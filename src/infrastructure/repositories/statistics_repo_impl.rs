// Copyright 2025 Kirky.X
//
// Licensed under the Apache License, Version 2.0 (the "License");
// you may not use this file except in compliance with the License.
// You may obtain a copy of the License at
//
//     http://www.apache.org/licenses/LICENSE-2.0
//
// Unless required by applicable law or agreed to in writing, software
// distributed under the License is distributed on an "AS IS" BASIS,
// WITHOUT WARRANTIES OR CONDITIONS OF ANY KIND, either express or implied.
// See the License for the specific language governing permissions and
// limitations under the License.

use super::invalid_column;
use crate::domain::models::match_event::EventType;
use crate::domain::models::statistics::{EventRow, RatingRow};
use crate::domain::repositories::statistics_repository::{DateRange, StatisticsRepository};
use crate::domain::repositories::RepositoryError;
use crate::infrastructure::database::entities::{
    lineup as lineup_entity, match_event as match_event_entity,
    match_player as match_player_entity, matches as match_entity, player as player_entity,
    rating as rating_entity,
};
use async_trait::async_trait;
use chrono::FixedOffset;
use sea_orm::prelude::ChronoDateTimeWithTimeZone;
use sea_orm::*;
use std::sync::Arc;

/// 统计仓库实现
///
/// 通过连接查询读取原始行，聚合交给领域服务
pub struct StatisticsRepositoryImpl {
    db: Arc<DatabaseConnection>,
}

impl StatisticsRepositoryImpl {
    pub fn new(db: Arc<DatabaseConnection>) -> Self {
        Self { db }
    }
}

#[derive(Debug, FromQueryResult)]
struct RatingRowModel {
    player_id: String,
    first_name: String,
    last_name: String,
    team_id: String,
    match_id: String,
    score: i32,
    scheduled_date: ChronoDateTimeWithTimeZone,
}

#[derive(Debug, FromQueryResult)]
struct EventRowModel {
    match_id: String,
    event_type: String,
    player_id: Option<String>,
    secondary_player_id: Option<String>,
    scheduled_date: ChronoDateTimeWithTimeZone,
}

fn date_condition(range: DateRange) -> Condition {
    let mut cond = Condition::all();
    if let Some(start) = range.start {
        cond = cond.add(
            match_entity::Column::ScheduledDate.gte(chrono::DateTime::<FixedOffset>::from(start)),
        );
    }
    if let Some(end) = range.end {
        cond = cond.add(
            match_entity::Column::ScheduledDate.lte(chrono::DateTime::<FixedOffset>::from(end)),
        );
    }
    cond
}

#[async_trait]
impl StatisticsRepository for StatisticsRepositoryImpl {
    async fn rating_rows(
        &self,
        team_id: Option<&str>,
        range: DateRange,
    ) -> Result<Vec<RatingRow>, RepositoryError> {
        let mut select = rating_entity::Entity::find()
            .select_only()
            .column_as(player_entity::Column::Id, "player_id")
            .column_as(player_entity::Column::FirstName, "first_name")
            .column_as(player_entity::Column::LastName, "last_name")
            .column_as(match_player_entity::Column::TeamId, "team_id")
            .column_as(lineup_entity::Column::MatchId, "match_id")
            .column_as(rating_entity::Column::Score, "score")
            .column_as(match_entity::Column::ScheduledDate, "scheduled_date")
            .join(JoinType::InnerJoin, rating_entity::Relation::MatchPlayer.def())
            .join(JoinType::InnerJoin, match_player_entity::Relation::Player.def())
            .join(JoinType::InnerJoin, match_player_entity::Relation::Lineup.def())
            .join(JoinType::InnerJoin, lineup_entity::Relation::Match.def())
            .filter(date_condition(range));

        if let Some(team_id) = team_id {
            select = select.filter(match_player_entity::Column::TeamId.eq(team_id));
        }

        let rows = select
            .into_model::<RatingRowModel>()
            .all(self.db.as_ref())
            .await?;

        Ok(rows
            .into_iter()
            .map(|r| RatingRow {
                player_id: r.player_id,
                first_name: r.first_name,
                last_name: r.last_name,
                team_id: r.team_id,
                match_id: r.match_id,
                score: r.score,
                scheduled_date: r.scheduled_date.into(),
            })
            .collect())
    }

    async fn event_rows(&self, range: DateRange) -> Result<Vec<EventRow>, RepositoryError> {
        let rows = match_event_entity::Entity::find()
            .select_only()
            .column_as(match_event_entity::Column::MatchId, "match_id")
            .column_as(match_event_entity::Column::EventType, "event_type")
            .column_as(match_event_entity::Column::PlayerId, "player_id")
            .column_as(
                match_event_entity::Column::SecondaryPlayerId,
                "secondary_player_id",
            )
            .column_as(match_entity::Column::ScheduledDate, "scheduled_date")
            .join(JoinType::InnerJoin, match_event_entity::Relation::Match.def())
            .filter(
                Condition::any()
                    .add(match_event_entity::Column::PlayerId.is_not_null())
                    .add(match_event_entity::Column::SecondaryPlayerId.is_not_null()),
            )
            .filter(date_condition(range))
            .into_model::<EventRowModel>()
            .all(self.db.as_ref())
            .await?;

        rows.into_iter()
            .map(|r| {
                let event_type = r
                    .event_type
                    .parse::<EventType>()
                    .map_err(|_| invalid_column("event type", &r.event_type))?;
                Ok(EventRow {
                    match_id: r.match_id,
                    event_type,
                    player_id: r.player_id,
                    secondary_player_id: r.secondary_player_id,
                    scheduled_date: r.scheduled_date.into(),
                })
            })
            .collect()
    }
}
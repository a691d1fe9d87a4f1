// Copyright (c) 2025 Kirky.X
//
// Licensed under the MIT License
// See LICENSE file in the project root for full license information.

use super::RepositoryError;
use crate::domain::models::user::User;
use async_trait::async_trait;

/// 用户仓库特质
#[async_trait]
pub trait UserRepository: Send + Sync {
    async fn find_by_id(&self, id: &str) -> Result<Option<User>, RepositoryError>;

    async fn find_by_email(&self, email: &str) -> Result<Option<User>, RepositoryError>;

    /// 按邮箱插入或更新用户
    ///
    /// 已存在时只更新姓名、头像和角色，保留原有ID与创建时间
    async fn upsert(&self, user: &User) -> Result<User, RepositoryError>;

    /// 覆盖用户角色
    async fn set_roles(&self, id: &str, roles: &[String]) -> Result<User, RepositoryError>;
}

Activity
The full set of records must be output again exactly.

Response for this exercise
filename src/infrastructure/repositories/statistics_repo_impl.rs
// Copyright 2025 Kirky.X
//
// Licensed under the Apache License, Version 2.0 (the "License");
// you may not use this file except in compliance with the License.
// You may obtain a copy of the License at
//
//     http://www.apache.org/licenses/LICENSE-2.0
//
// Unless required by applicable law or agreed to in writing, software
// distributed under the License is distributed on an "AS IS" BASIS,
// WITHOUT WARRANTIES OR CONDITIONS OF ANY KIND, either express or implied.
// See the License for the specific language governing permissions and
// limitations under the License.

use super::invalid_column;
use crate::domain::models::match_event::EventType;
use crate::domain::models::statistics::{EventRow, RatingRow};
use crate::domain::repositories::statistics_repository::{DateRange, StatisticsRepository};
use crate::domain::repositories::RepositoryError;
use crate::infrastructure::database::entities::{
    lineup as lineup_entity, match_event as match_event_entity,
    match_player as match_player_entity, matches as match_entity, player as player_entity,
    rating as rating_entity,
};
use async_trait::async_trait;
use chrono::FixedOffset;
use sea_orm::prelude::ChronoDateTimeWithTimeZone;
use sea_orm::*;
use std::sync::Arc;

/// 统计仓库实现
///
/// 通过连接查询读取原始行，聚合交给领域服务
pub struct StatisticsRepositoryImpl {
    db: Arc<DatabaseConnection>,
}

impl StatisticsRepositoryImpl {
    pub fn new(db: Arc<DatabaseConnection>) -> Self {
        Self { db }
    }
}

#[derive(Debug, FromQueryResult)]
struct RatingRowModel {
    player_id: String,
    first_name: String,
    last_name: String,
    team_id: String,
    match_id: String,
    score: i32,
    scheduled_date: ChronoDateTimeWithTimeZone,
}

#[derive(Debug, FromQueryResult)]
struct EventRowModel {
    match_id: String,
    event_type: String,
    player_id: Option<String>,
    secondary_player_id: Option<String>,
    scheduled_date: ChronoDateTimeWithTimeZone,
}

fn date_condition(range: DateRange) -> Condition {
    let mut cond = Condition::all();
    if let Some(start) = range.start {
        cond = cond.add(
            match_entity::Column::ScheduledDate.gte(chrono::DateTime::<FixedOffset>::from(start)),
        );
    }
    if let Some(end) = range.end {
        cond = cond.add(
            match_entity::Column::ScheduledDate.lte(chrono::DateTime::<FixedOffset>::from(end)),
        );
    }
    cond
}

#[async_trait]
impl StatisticsRepository for StatisticsRepositoryImpl {
    async fn rating_rows(
        &self,
        team_id: Option<&str>,
        range: DateRange,
    ) -> Result<Vec<RatingRow>, RepositoryError> {
        let mut select = rating_entity::Entity::find()
            .select_only()
            .column_as(player_entity::Column::Id, "player_id")
            .column_as(player_entity::Column::FirstName, "first_name")
            .column_as(player_entity::Column::LastName, "last_name")
            .column_as(match_player_entity::Column::TeamId, "team_id")
            .column_as(lineup_entity::Column::MatchId, "match_id")
            .column_as(rating_entity::Column::Score, "score")
            .column_as(match_entity::Column::ScheduledDate, "scheduled_date")
            .join(JoinType::InnerJoin, rating_entity::Relation::MatchPlayer.def())
            .join(JoinType::InnerJoin, match_player_entity::Relation::Player.def())
            .join(JoinType::InnerJoin, match_player_entity::Relation::Lineup.def())
            .join(JoinType::InnerJoin, lineup_entity::Relation::Match.def())
            .filter(date_condition(range));

        if let Some(team_id) = team_id {
            select = select.filter(match_player_entity::Column::TeamId.eq(team_id));
        }

        let rows = select
            .into_model::<RatingRowModel>()
            .all(self.db.as_ref())
            .await?;

        Ok(rows
            .into_iter()
            .map(|r| RatingRow {
                player_id: r.player_id,
                first_name: r.first_name,
                last_name: r.last_name,
                team_id: r.team_id,
                match_id: r.match_id,
                score: r.score,
                scheduled_date: r.scheduled_date.into(),
            })
            .collect())
    }

    async fn event_rows(&self, range: DateRange) -> Result<Vec<EventRow>, RepositoryError> {
        let rows = match_event_entity::Entity::find()
            .select_only()
            .column_as(match_event_entity::Column::MatchId, "match_id")
            .column_as(match_event_entity::Column::EventType, "event_type")
            .column_as(match_event_entity::Column::PlayerId, "player_id")
            .column_as(
                match_event_entity::Column::SecondaryPlayerId,
                "secondary_player_id",
            )
            .column_as(match_entity::Column::ScheduledDate, "scheduled_date")
            .join(JoinType::InnerJoin, match_event_entity::Relation::Match.def())
            .filter(
                Condition::any()
                    .add(match_event_entity::Column::PlayerId.is_not_null())
                    .add(match_event_entity::Column::SecondaryPlayerId.is_not_null()),
            )
            .filter(date_condition(range))
            .into_model::<EventRowModel>()
            .all(self.db.as_ref())
            .await?;

        rows.into_iter()
            .map(|r| {
                let event_type = r
                    .event_type
                    .parse::<EventType>()
                    .map_err(|_| invalid_column("event type", &r.event_type))?;
                Ok(EventRow {
                    match_id: r.match_id,
                    event_type,
                    player_id: r.player_id,
                    secondary_player_id: r.secondary_player_id,
                    scheduled_date: r.scheduled_date.into(),
                })
            })
            .collect()
    }
}
repository a691d1fe9d87a4f1
// Copyright (c) 2025 Kirky.X
//
// Licensed under the MIT License
// See LICENSE file in the project root for full license information.

use super::RepositoryError;
use crate::domain::models::user::User;
use async_trait::async_trait;

/// 用户仓库特质
#[async_trait]
pub trait UserRepository: Send + Sync {
    async fn find_by_id(&self, id: &str) -> Result<Option<User>, RepositoryError>;

    async fn find_by_email(&self, email: &str) -> Result<Option<User>, RepositoryError>;

    /// 按邮箱插入或更新用户
    ///
    /// 已存在时只更新姓名、头像和角色，保留原有ID与创建时间
    async fn upsert(&self, user: &User) -> Result<User, RepositoryError>;

    /// 覆盖用户角色
    async fn set_roles(&self, id: &str, roles: &[String]) -> Result<User, RepositoryError>;
}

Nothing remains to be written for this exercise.